Monday, May 9, 2011

Song of Dissolution

The Beast was laid low this weekend with a massive chest/head cold and as a result sunk into the dregs of sickness on our couch while we went through our unwatched DVR list. We watched two entertaining if deeply flawed films -- Joe Carnahan's Smokin' Aces (2006) and Robert D. Siegel's Big Fan (2009) -- and was struck by the use of an old John Cale track in two very similar scenes.

"Big White Cloud" is encased in lush sun-kissed orchestral arrangements and choirlike vocal accompaniment that could only come out of the early 70s. (In many ways, Cale's solo debut is a lot like Lou Reed's Transformer -- both dated and timeless.) The album it comes from, Vintage Violence (1970) was Cale's solo debut and surprised many critics by sounding nothing like his early drone work with the Theater of Eternal Music or his groundbreaking amplified-viola work with the Velvet Underground.

JOHN CALE - "BIG WHITE CLOUD"

So why does this 41-year-old song pop up two films in three years? Both Carnahan and Siegel place the song in pity-party scenes for our main characters. The former employs "BWC" in a long scene of unshaven, coke-addled ex-Vegas performer Buddy "Aces" Israel (a nice 'n' sleazy Jeremy Piven) staring at himself in the mirror as realizes his life is draining down the toilet behind him.

"Looking at bees, licking the trees...": Smokin' Aces

In Big Fan, "BWC" is featured in a short montage of the pathetic life of parking-garage employee/NY Giants fanatic Paul Aufiero (a suitably hangdog Patton Oswalt) after he is stomped almost to death by his favorite Giants player and then is practically exiled from his petty, payday-hungry family when he refuses to press charges.
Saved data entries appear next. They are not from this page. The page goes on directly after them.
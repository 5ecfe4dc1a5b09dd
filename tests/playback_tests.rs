// Integration tests for the playback controller driving real producer
// traces through the public API.

use algotty::playback::{ControlError, Controller, RunStatus, Sink};
use algotty::producer::{searching, sorting};
use algotty::step::{Step, Trace};
use std::cell::RefCell;
use std::rc::Rc;
use std::time::{Duration, Instant};

struct RecordingSink(Rc<RefCell<Vec<usize>>>);

impl Sink for RecordingSink {
    fn on_step(&mut self, step: &Step, _status: RunStatus) {
        self.0.borrow_mut().push(step.index);
    }
}

fn controller_with_log() -> (Controller, Rc<RefCell<Vec<usize>>>) {
    let log = Rc::new(RefCell::new(Vec::new()));
    let mut controller = Controller::new();
    controller.subscribe(Box::new(RecordingSink(log.clone())));
    (controller, log)
}

/// A linear-search miss over nine elements: exactly ten steps.
fn ten_step_trace() -> Trace {
    let values: Vec<i64> = (1..=9).collect();
    let trace = searching::linear_search(&values, 100).expect("Producer failed");
    assert_eq!(trace.len(), 10);
    trace
}

/// Drive ticks with synthetic time until the run leaves `Running`.
fn play_to_completion(controller: &mut Controller, mut now: Instant) {
    let mut guard = 0;
    while controller.status().status == RunStatus::Running && guard < 10_000 {
        controller.tick(now);
        now += Duration::from_millis(50);
        guard += 1;
    }
}

#[test]
fn test_pause_at_cursor_three_then_resume_replays_nothing() {
    let (mut controller, log) = controller_with_log();
    controller.start(ten_step_trace(), 1.0).unwrap();

    // Advance exactly four steps (cursor 3)
    let mut now = Instant::now();
    for _ in 0..4 {
        controller.step_once(now).unwrap();
        now += Duration::from_millis(10);
    }
    assert_eq!(controller.status().cursor, 3);

    controller.pause().unwrap();
    controller.resume(now).unwrap();
    play_to_completion(&mut controller, now);

    // Steps 4..=9 each emitted exactly once, in order, nothing replayed
    assert_eq!(*log.borrow(), (0..10).collect::<Vec<_>>());
    assert_eq!(controller.status().status, RunStatus::Completed);
}

#[test]
fn test_cancel_immediately_after_start_emits_nothing() {
    let (mut controller, log) = controller_with_log();
    controller.start(ten_step_trace(), 1.0).unwrap();
    controller.cancel();

    // A tick that would have fired the first advance is now a no-op
    controller.tick(Instant::now() + Duration::from_secs(60));

    assert!(log.borrow().is_empty());
    assert_eq!(controller.status().status, RunStatus::Idle);
}

#[test]
fn test_start_while_running_is_rejected_without_corrupting_run() {
    let (mut controller, log) = controller_with_log();
    controller.start(ten_step_trace(), 1.0).unwrap();

    let now = Instant::now();
    controller.tick(now);

    assert!(matches!(
        controller.start(ten_step_trace(), 1.0),
        Err(ControlError::AlreadyActive {
            status: RunStatus::Running,
        })
    ));

    // The original run is untouched
    assert_eq!(controller.status().cursor, 0);
    assert_eq!(*log.borrow(), vec![0]);
}

#[test]
fn test_full_playback_of_a_sorting_trace() {
    let values = algotty::input::parse_array("5,3,8,1").unwrap();
    let trace = sorting::bubble_sort(&values).unwrap();
    let total = trace.len();

    let (mut controller, log) = controller_with_log();
    controller.start(trace, 16.0).unwrap();
    play_to_completion(&mut controller, Instant::now());

    assert_eq!(*log.borrow(), (0..total).collect::<Vec<_>>());
    assert_eq!(controller.status().cursor, total as isize - 1);
}

#[test]
fn test_reset_then_replay_emits_the_same_sequence() {
    let (mut controller, log) = controller_with_log();

    controller.start(ten_step_trace(), 1.0).unwrap();
    let now = Instant::now();
    for _ in 0..3 {
        controller.step_once(now).unwrap();
    }
    controller.cancel();
    assert_eq!(controller.status().status, RunStatus::Idle);

    controller.start(ten_step_trace(), 1.0).unwrap();
    play_to_completion(&mut controller, now);

    // Three steps from the abandoned run, then the full fresh run
    let expected: Vec<usize> = (0..3).chain(0..10).collect();
    assert_eq!(*log.borrow(), expected);
}

#[test]
fn test_unsubscribed_controller_still_advances() {
    let mut controller = Controller::new();
    controller.start(ten_step_trace(), 1.0).unwrap();
    play_to_completion(&mut controller, Instant::now());
    assert_eq!(controller.status().status, RunStatus::Completed);
}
"Sound of sun, missing my eyes...": Big Fan

The highlight of the song is Cale's quavering baritone, which contrasts with the syrupy Curt Boettcher-like production. It reminds The Beast of two other songs. One is Gordon Peterson's "Hard Sun" (later covered by Eddie Vedder on the Into the Wild soundtrack), which has the same kind of I'm-a-tiny-speck-in-this-giant-awesome-universe feel and lyrical POV; the other is "Tiny Tears" by the Tindersticks, in which lead singer Stuart Staples' own smoky, ominous baritone so mimics Cale's that we actually thought it was "Big White Cloud" when it played over a famous scene in The Sopranos. In the episode titled "Izabella,"a mob boss sits spaced-out in his shower as the camera tilts woozily on his lithium-induced face. Later, the song returns when his "Uncle Junior" attempts on him:


Anyway, "Big White Cloud" is now officially my "sick and feeling like shit" song. I am in great company.